Vim syntax highlighting for SQL strings inside Ruby code

January 01, 2018

Working in Rails, it’s not uncommon to have database queries that are better off expressed without using ActiveRecord. This usually means stuffing the SQL query itself into a string, and then running it against the database using ActiveRecord::Base.connection.execute. Unfortunately, these queries tend to be on the large and complex side, so having a big blob of un-highlighted SQL in the middle of your Ruby code isn’t the nicest thing.

However, there’s a loose convention on many Rails projects to denote such queries as heredoc strings starting with <<~SQL. I wanted to see if I could set up Vim to highlight that kind of heredoc in Ruby as SQL instead of a string. Turns out it’s possible!

TL;DR

Put the following in ~/.vim/after/syntax/ruby.vim

unlet b:current_syntax
syn include @SQL syntax/sql.vim
syn region sqlHeredoc start=/\v\<\<[-~]SQL/ end=/\vSQL/ keepend contains=@SQL
let b:current_syntax = "ruby"

Before:

Without syntax highlighting

After:

With syntax highlighting

Explanation

We’re using the vim after directory to run some extra syntax highlight rules for Ruby after the regular syntax/ruby.vim rules have been run. We load up the sql syntax rules into a syntax group called @SQL, then tell Vim that any region starting with a SQL heredoc string and ending with the terminating “SQL” should be highlighed by those imported syntax rules. Not bad for a couple of lines.

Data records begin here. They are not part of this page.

//! The identity oracle, consulted before any write to check that a voter is
//! who they claim to be.

use std::{collections::HashSet, sync::Arc, time::Duration};

use log::debug;
use serde::{Deserialize, Serialize};

use crate::error::Result;
use crate::model::common::instrument::VoterId;

/// The oracle held in Rocket's managed state.
pub type Oracle = Arc<dyn IdentityOracle>;

#[rocket::async_trait]
pub trait IdentityOracle: Send + Sync {
    /// Is the voter's identity verified? A `false` answer is a denial the
    /// caller must surface; an `Err` means the oracle could not be asked.
    async fn verify(&self, voter_id: &str) -> Result<bool>;
}

#[derive(Serialize)]
#[serde(rename_all = "camelCase")]
struct VerifyRequest<'a> {
    voter_id: &'a str,
}

#[derive(Deserialize)]
struct VerifyResponse {
    verified: bool,
}

/// An oracle reached over HTTP: `POST <url>` with `{"voterId": ...}`,
/// answered with `{"verified": bool}`.
pub struct HttpOracle {
    client: reqwest::Client,
    url: String,
}

impl HttpOracle {
    pub fn new(url: &str) -> reqwest::Result<Self> {
        let client = reqwest::Client::builder()
            .timeout(Duration::from_secs(10))
            .build()?;
        Ok(Self {
            client,
            url: url.to_string(),
        })
    }
}

#[rocket::async_trait]
impl IdentityOracle for HttpOracle {
    async fn verify(&self, voter_id: &str) -> Result<bool> {
        let response: VerifyResponse = self
            .client
            .post(&self.url)
            .json(&VerifyRequest { voter_id })
            .send()
            .await?
            .error_for_status()?
            .json()
            .await?;
        debug!("Identity oracle verified={} for voter", response.verified);
        Ok(response.verified)
    }
}

/// An oracle with a fixed answer: everybody is verified except the voters
/// explicitly denied. Used when no oracle is configured, and in tests.
#[derive(Debug, Clone, Default)]
pub struct StaticOracle {
    denied: HashSet<VoterId>,
}

impl StaticOracle {
    pub fn allow_all() -> Self {
        Self::default()
    }

    pub fn deny(mut self, voter_id: impl Into<VoterId>) -> Self {
        self.denied.insert(voter_id.into());
        self
    }
}

#[rocket::async_trait]
impl IdentityOracle for StaticOracle {
    async fn verify(&self, voter_id: &str) -> Result<bool> {
        Ok(!self.denied.contains(voter_id))
    }
}
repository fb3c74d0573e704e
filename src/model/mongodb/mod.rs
mod collection;
mod errors;

pub use collection::{ensure_indexes_exist, Coll, MongoCollection};
pub use errors::is_duplicate_key_error;
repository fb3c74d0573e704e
use chrono::{DateTime, Utc};
use serde::{Deserialize, Serialize};

use crate::model::{common::record::CanonicalRecord, db::ResponseRecord};

/// API-friendly representation of a stored record.
#[derive(Debug, Clone, PartialEq, Eq, Serialize, Deserialize)]
#[serde(rename_all = "camelCase")]
pub struct ResponseDesc {
    #[serde(flatten)]
    pub record: CanonicalRecord,
    pub created_at: DateTime<Utc>,
}

impl From<ResponseRecord> for ResponseDesc {
    fn from(record: ResponseRecord) -> Self {
        Self {
            record: record.record,
            created_at: record.created_at,
        }
    }
}
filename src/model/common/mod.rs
//! Types shared between the database, the API, and the evaluation engine.

pub mod instrument;
pub mod record;
pub mod voter;
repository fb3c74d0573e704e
use std::collections::HashMap;

use serde::{Deserialize, Serialize};

use crate::model::common::instrument::{AnswerId, QuestionId};

/// The normalised representation of one voter's answer to one question or option.
///
/// Exactly one of `answer_id` and `ordered_value` is set. `question_id` is
/// `None` for flat instruments, whose options are not grouped into questions.
#[derive(Debug, Clone, PartialEq, Eq, Serialize, Deserialize)]
#[serde(rename_all = "camelCase")]
pub struct CanonicalRecord {
    pub question_id: Option<QuestionId>,
    pub answer_id: Option<AnswerId>,
    pub ordered_value: Option<Vec<AnswerId>>,
}

impl CanonicalRecord {
    /// A record selecting a single answer.
    pub fn selection(question_id: Option<QuestionId>, answer_id: AnswerId) -> Self {
        Self {
            question_id,
            answer_id: Some(answer_id),
            ordered_value: None,
        }
    }

    /// A record holding a complete ordering.
    pub fn ordering(question_id: Option<QuestionId>, ordered_value: Vec<AnswerId>) -> Self {
        Self {
            question_id,
            answer_id: None,
            ordered_value: Some(ordered_value),
        }
    }
}

/// The canonical records of an in-progress survey response, grouped by question.
pub type AnswerSet = HashMap<QuestionId, Vec<CanonicalRecord>>;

So what’s with the unlet / let business? Turns out that most Vimscript syntax files have a guard clause at the top that will bail out if b:current_syntax is already set (here’s the one from ruby.vim). I think this is to prevent double-sourcing of the files, but I’m not 100% sure. The practical effect here is that since the sql syntax file also contains such a guard, we needed to make sure that variable was unset so that we could properly execute that file for import here. I believe that’s what going on here, anyway—this is the point where I bailed out of digging further down the rabbithole.